Exercise:
Beneath this line is the data. Output exactly the lines from the line with "let total_records = records.len();" to the line with "let mut config", both ends included, and nothing more.

Entries supplied:
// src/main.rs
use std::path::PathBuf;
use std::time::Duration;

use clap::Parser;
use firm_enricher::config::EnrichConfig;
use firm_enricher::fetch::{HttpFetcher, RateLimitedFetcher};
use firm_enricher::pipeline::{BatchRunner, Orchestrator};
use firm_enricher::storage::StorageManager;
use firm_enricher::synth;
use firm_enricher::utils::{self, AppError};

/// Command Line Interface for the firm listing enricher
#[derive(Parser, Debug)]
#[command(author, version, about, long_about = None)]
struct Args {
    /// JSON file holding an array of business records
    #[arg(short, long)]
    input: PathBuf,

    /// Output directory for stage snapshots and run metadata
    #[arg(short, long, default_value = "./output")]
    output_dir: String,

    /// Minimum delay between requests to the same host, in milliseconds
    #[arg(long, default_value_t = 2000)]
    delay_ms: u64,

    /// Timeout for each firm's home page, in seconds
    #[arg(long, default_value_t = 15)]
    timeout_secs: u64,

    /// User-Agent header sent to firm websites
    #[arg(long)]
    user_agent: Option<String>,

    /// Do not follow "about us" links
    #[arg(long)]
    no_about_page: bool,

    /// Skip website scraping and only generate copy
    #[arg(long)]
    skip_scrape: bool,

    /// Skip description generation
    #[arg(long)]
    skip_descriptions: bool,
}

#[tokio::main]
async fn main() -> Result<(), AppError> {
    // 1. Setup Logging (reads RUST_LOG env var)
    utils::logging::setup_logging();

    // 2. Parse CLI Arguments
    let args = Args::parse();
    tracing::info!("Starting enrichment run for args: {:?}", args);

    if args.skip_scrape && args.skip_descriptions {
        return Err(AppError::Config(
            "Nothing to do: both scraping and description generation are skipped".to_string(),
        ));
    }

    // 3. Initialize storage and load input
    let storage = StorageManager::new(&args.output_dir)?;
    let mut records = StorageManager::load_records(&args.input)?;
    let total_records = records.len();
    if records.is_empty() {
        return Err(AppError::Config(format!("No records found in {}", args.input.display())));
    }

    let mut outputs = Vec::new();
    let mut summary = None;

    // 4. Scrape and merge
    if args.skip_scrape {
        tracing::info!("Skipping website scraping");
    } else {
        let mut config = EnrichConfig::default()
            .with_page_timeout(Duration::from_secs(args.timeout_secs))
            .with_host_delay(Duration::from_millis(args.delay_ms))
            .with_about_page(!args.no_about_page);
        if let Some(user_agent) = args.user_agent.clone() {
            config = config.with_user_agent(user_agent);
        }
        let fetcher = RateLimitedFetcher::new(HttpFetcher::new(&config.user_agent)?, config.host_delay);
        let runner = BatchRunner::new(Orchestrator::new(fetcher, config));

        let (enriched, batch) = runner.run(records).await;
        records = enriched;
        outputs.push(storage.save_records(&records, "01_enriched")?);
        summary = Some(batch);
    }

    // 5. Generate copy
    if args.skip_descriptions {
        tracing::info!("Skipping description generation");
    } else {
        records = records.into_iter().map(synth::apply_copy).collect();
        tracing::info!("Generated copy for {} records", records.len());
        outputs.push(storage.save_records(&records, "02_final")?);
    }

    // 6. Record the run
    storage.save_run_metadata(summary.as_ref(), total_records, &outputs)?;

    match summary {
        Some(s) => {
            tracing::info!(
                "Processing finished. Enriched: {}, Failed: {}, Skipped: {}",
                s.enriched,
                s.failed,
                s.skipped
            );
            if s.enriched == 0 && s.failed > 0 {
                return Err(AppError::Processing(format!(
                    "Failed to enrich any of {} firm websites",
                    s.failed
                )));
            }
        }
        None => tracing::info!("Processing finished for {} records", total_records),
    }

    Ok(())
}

==

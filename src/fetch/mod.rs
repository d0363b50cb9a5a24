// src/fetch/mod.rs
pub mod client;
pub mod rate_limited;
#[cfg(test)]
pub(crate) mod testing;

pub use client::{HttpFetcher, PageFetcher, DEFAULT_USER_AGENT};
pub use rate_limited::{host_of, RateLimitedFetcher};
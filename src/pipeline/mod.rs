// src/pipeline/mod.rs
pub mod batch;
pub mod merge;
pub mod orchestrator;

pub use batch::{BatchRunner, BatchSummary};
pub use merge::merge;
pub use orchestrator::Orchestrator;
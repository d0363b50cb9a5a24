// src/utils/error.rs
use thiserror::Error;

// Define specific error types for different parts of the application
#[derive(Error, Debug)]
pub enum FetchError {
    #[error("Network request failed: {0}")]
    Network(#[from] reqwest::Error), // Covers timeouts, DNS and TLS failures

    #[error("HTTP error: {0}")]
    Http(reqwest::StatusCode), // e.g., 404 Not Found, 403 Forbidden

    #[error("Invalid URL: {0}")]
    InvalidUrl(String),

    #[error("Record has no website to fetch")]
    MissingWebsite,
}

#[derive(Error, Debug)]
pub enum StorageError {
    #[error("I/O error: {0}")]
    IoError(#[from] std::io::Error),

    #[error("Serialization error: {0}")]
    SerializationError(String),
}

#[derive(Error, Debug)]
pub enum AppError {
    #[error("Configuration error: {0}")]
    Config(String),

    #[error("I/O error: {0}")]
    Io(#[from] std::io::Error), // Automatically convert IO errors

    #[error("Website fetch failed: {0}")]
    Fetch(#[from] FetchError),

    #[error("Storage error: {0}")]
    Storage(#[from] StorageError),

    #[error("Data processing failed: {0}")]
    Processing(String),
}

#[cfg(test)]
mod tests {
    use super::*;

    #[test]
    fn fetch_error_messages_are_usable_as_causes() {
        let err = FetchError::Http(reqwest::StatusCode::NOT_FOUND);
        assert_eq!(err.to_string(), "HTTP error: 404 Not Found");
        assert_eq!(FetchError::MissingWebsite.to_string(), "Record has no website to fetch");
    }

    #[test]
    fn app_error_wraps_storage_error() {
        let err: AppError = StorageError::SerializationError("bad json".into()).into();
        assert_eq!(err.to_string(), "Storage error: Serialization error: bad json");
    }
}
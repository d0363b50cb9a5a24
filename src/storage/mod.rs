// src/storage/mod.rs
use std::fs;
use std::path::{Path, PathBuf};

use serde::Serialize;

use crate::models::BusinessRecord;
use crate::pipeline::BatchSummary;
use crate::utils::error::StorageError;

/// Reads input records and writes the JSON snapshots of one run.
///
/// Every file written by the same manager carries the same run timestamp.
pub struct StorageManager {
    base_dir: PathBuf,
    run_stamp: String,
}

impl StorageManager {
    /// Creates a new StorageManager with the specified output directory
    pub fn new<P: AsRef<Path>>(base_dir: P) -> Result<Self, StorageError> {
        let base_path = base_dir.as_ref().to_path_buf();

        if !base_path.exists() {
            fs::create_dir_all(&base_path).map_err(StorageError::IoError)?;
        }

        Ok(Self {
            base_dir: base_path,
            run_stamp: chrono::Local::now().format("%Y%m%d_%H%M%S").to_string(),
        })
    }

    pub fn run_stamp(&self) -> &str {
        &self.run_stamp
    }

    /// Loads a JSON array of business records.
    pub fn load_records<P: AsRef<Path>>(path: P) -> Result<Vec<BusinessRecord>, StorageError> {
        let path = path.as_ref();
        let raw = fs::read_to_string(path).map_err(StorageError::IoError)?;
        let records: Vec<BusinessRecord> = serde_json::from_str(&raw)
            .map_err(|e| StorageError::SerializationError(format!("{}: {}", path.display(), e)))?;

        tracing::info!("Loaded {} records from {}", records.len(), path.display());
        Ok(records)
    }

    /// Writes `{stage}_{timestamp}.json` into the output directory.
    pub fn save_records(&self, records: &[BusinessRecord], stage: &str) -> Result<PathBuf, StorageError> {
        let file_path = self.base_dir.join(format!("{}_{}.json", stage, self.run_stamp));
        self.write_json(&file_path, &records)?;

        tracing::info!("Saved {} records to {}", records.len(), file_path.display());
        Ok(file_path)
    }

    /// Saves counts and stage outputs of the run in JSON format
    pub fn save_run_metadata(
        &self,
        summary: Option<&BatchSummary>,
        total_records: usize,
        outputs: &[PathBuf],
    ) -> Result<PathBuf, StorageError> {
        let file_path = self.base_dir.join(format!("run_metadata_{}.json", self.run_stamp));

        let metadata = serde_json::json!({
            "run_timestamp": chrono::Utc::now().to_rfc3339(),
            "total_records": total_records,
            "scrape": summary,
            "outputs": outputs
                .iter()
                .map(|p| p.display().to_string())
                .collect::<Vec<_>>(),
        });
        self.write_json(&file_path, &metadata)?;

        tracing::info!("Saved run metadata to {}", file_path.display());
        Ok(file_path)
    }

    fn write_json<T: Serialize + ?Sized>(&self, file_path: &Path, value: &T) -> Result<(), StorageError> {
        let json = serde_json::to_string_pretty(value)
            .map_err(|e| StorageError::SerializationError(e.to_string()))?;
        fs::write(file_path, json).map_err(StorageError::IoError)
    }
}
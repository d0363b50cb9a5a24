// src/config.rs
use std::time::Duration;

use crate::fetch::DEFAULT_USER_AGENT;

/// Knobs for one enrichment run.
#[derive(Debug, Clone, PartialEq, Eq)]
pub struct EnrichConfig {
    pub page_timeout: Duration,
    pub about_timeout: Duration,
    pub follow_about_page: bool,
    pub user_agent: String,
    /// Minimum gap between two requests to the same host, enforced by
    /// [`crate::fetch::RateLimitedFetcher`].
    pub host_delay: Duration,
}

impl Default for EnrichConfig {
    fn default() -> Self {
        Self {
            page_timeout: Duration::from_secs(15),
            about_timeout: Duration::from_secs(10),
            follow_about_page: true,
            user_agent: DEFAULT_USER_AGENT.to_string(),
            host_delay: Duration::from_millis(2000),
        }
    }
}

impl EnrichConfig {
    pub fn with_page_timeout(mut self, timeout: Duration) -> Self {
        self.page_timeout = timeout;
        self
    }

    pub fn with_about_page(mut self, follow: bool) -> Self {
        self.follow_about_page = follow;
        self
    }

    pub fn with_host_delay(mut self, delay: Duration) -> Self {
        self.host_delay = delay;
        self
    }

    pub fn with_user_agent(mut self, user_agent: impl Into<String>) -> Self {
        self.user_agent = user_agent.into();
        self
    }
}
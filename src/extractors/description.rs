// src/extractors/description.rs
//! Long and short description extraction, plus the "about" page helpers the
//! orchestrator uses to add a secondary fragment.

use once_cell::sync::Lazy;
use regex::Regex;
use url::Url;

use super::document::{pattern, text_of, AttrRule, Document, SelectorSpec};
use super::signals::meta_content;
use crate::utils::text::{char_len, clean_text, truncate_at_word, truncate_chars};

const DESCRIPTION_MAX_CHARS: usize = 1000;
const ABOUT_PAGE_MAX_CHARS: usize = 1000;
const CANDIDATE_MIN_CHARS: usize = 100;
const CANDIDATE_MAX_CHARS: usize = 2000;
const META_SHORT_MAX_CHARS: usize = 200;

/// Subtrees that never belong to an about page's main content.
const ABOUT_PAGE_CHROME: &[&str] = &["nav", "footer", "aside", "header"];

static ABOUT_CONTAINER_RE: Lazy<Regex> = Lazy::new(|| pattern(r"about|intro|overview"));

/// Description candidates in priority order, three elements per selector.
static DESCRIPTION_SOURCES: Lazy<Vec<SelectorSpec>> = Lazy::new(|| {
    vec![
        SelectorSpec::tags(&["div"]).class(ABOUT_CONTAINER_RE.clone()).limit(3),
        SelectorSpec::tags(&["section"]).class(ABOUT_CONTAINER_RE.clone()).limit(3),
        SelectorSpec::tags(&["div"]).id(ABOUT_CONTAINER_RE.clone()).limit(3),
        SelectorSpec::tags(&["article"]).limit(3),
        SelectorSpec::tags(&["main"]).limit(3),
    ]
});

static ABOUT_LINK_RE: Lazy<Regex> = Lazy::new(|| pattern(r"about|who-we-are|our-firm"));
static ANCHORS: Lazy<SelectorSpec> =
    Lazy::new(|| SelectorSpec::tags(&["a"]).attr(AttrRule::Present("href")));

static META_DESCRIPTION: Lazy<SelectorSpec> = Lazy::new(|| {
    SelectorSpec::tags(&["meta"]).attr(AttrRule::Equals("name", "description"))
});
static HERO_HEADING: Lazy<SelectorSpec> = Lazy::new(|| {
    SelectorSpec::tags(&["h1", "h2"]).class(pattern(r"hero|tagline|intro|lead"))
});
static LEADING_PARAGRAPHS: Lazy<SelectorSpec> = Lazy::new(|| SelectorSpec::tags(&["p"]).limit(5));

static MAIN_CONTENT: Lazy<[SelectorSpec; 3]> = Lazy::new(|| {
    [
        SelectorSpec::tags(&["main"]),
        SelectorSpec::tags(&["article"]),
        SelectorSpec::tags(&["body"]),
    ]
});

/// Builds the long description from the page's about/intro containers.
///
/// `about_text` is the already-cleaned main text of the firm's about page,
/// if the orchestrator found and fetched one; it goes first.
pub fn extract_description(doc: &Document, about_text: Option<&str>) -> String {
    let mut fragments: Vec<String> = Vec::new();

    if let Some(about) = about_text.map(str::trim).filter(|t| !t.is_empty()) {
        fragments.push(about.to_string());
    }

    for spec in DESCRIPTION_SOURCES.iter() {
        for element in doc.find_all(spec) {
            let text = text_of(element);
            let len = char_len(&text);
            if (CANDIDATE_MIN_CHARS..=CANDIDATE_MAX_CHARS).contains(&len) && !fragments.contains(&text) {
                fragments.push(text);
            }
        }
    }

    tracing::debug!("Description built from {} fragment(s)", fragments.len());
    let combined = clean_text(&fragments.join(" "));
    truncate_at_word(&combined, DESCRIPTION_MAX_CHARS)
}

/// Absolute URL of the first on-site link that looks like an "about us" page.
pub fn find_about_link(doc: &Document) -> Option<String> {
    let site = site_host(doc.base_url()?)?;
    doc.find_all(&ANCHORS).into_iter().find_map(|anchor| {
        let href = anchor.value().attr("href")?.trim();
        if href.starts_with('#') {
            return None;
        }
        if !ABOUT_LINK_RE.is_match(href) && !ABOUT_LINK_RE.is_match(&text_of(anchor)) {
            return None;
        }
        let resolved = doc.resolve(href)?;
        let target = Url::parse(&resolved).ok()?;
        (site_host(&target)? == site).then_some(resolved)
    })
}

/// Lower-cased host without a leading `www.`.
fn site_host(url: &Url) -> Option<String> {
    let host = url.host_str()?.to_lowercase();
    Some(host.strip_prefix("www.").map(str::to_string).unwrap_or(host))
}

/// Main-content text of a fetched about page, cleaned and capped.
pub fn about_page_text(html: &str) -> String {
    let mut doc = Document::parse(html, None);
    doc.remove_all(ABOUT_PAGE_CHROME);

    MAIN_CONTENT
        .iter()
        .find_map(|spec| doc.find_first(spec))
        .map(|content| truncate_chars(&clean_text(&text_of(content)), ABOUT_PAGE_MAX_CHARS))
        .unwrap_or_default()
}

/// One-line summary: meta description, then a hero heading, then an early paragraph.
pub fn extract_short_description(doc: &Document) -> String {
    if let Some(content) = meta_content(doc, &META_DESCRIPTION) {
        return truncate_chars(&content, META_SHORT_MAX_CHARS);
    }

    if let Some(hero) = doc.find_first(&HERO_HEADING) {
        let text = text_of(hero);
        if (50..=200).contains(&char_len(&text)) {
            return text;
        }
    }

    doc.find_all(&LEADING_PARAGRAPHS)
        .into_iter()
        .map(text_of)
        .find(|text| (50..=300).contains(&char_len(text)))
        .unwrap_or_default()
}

Solution for this task:
    let total_records = records.len();
    if records.is_empty() {
        return Err(AppError::Config(format!("No records found in {}", args.input.display())));
    }

    let mut outputs = Vec::new();
    let mut summary = None;

    // 4. Scrape and merge
    if args.skip_scrape {
        tracing::info!("Skipping website scraping");
    } else {
        let mut config = EnrichConfig::default()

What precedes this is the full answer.